* **What you will do**:
Copy out, word for word, the lines from the start of the data below through the line containing "pub const SESSION_COOKIE: &str", and no others.

* **Supplied entries**:
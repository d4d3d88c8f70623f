//! services/api/src/web/middleware.rs
//!
//! Authentication middleware for protecting routes.

use axum::{
    extract::{Request, State},
    http::{header, HeaderMap},
    middleware::Next,
    response::Response,
};
use std::sync::Arc;
use tracing::warn;

use crate::error::ApiError;
use crate::web::state::AppState;

/// Name of the cookie that carries the session token.
pub const SESSION_COOKIE: &str = "token";

/// The verified identity attached to requests that passed `require_auth`.
#[derive(Debug, Clone, PartialEq, Eq)]
pub struct AuthUser {
    pub user_id: i64,
    pub email: String,
}

/// Reads one cookie value from the `Cookie` header.
pub fn cookie_value<'a>(headers: &'a HeaderMap, name: &str) -> Option<&'a str> {
    headers
        .get_all(header::COOKIE)
        .iter()
        .filter_map(|v| v.to_str().ok())
        .flat_map(|v| v.split(';'))
        .find_map(|c| {
            let (key, value) = c.trim().split_once('=')?;
            (key == name).then_some(value)
        })
        .filter(|v| !v.is_empty())
}

/// Reads the token of an `Authorization: Bearer <token>` header.
pub fn bearer_token(headers: &HeaderMap) -> Option<&str> {
    headers
        .get(header::AUTHORIZATION)
        .and_then(|v| v.to_str().ok())
        .and_then(|v| v.strip_prefix("Bearer "))
        .map(str::trim)
        .filter(|t| !t.is_empty())
}

/// Middleware that verifies the session token from the `token` cookie or a
/// bearer header.
///
/// If valid, inserts the `AuthUser` into request extensions for handlers to use.
/// If invalid or missing, returns 401 Unauthorized.
pub async fn require_auth(
    State(state): State<Arc<AppState>>,
    mut req: Request,
    next: Next,
) -> Result<Response, ApiError> {
    // 1. Extract the token, cookie first
    let token = cookie_value(req.headers(), SESSION_COOKIE)
        .or_else(|| bearer_token(req.headers()))
        .ok_or_else(|| ApiError::Unauthenticated("No token provided".to_string()))?;

    // 2. Verify signature and expiry
    let claims = state.tokens.verify(token).map_err(|e| {
        warn!("Rejected session token: {}", e);
        ApiError::Unauthenticated("Invalid or expired token".to_string())
    })?;

    // 3. Insert the identity into request extensions
    req.extensions_mut().insert(AuthUser {
        user_id: claims.sub,
        email: claims.email,
    });

    // 4. Continue to the handler
    Ok(next.run(req).await)
}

* **Written response**:
repository d4d3d88c8f70623f
//! services/api/src/web/middleware.rs
//!
//! Authentication middleware for protecting routes.

use axum::{
    extract::{Request, State},
    http::{header, HeaderMap},
    middleware::Next,
    response::Response,
};
use std::sync::Arc;
use tracing::warn;

use crate::error::ApiError;
use crate::web::state::AppState;

/// Name of the cookie that carries the session token.
pub const SESSION_COOKIE: &str = "token";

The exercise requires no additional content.